Using Cloud Dataflow pipeline templates from App Engine
Introduction
This post describes how to use Cloud Dataflow job templates to easily launch Dataflow pipelines from a Google App Engine (GAE) app, in order to support MapReduce jobs and many other data processing and analysis tasks.
This post builds on a previous post, which
used a GAE Flexible
service
to periodically launch a Python Dataflow pipeline. The use of GAE Flex was necessary at the time, because we needed
to install the gcloud
sdk in the instance container(s) in order to launch the pipelines.
Since then, Cloud Dataflow templates have come into the picture for the Python SDK. Dataflow templates allow you to stage your pipelines on Google Cloud Storage and execute them from a variety of environments. This has a number of benefits:
- With templates, you don’t have to recompile your code every time you execute a pipeline.
- This means that you don’t need to launch your pipeline from a development environment or worry about dependencies.

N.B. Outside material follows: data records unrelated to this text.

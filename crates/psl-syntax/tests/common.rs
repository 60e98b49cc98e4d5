//! Shared helpers for parser snapshot tests.
#![allow(dead_code, unused_imports)]

pub use psl_syntax::{Argument, Attribute, Block, Expr, FieldArity, Schema};

/// Helper to format a parsed schema for snapshot testing.
pub fn snapshot_schema(source: &str) -> String {
    let schema = Schema::single_file("file:///schema.prisma", source);

    let mut output = String::new();
    for block in schema.blocks() {
        format_block(block, &mut output);
    }
    output
}

fn format_block(block: &Block, out: &mut String) {
    out.push_str(&format!("{} {}", block.kind.keyword(), block.name));
    if !block.closed {
        out.push_str(" (unclosed)");
    }
    out.push('\n');

    for property in &block.properties {
        match &property.value {
            Some(value) => out.push_str(&format!(
                "  property {} = {}\n",
                property.key,
                format_expr(value)
            )),
            None => out.push_str(&format!("  property {}\n", property.key)),
        }
    }
    for field in &block.fields {
        let ty = match &field.ty {
            Some(ty) => {
                let marker = match ty.arity {
                    FieldArity::Required => "",
                    FieldArity::Optional => "?",
                    FieldArity::List => "[]",
                };
                format!("{}{}", ty.name, marker)
            }
            None => "_".to_string(),
        };
        out.push_str(&format!(
            "  field {}: {}{}\n",
            field.name,
            ty,
            format_attributes(&field.attributes)
        ));
    }
    for value in &block.values {
        out.push_str(&format!(
            "  value {}{}\n",
            value.name,
            format_attributes(&value.attributes)
        ));
    }
    for attribute in &block.attributes {
        out.push_str(&format!("  {}\n", format_attribute(attribute)));
    }
}

fn format_attributes(attributes: &[Attribute]) -> String {
    attributes
        .iter()
        .map(|attribute| format!(" {}", format_attribute(attribute)))
        .collect()
}

fn format_attribute(attribute: &Attribute) -> String {
    let prefix = if attribute.block_level { "@@" } else { "@" };
    if attribute.arguments.is_empty() {
        format!("{prefix}{}", attribute.name)
    } else {
        format!(
            "{prefix}{}({})",
            attribute.name,
            format_arguments(&attribute.arguments)
        )
    }
}

fn format_arguments(arguments: &[Argument]) -> String {
    arguments
        .iter()
        .map(|argument| match &argument.name {
            Some(name) => format!("{name}: {}", format_expr(&argument.value)),
            None => format_expr(&argument.value),
        })
        .collect::<Vec<_>>()
        .join(", ")
}

fn format_expr(expr: &Expr) -> String {
    match expr {
        Expr::String(value) => format!("{value:?}"),
        Expr::Number(value) | Expr::Path(value) => value.to_string(),
        Expr::Call { name, arguments } => format!("{name}({})", format_arguments(arguments)),
        Expr::Array(items) => format!(
            "[{}]",
            items.iter().map(format_expr).collect::<Vec<_>>().join(", ")
        ),
        Expr::Missing => "_".to_string(),
    }
}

- It’s much easier for non-technical users to launch pipelines using templates. You can launch via
the Google Cloud Platform Console, the
gcloud
command-line interface, or the REST API.
In this post, we’ll show how to use the Dataflow job template
REST API
to periodically launch a Dataflow templated job from GAE. Because we’re now simply calling an
API, and no longer relying on the gcloud
sdk to launch from App Engine, we can build a simpler App Engine
Standard app.
With templates, you can use runtime parameters to customize the execution. We’ll use that feature in this example too.
The pipeline used in this example is nearly the same as that described in the earlier post; it analyzes data stored in Cloud Datastore — in this case, stored tweets fetched periodically from Twitter. The pipeline does several sorts of analysis on the tweet data; for example, it identifies important word co-occurrences in the tweets, based on a variant of the tf*idf metric.
Defining a parameterized Dataflow pipeline and creating a template
The first step in building our app is creating a Dataflow template. We do this by building a pipeline and then
deploying
it with the --template_location
flag, which causes the template to be compiled and stored at the given
Google Cloud Storage (GCS) location.
You can see the pipeline definition here. It reads recent tweets from the past N days from Cloud Datastore, then splits into three processing branches. It finds the most popular words in terms of the percentage of tweets they were found in, calculates the most popular URLs in terms of their count, and then derives relevant word co-occurrences using an approximation to a tf*idf ranking metric. It writes the results to three BigQuery tables. (It would be equally straightforward to write results to Datastore instead/as well).
The previous post in this series goes into a bit more detail about what some of the pipeline steps do, and how the pipeline accesses the Datastore.
As part of our new template-ready pipeline definition, we’ll specify that the pipeline takes a
runtime argument,
named timestamp
. This value is used to filter out tweets N days older than the timestamp, so that the pipeline analyzes
only recent activity.
class UserOptions(PipelineOptions):
@classmethod
def _add_argparse_args(cls, parser):
parser.add_value_provider_argument('--timestamp', type=str)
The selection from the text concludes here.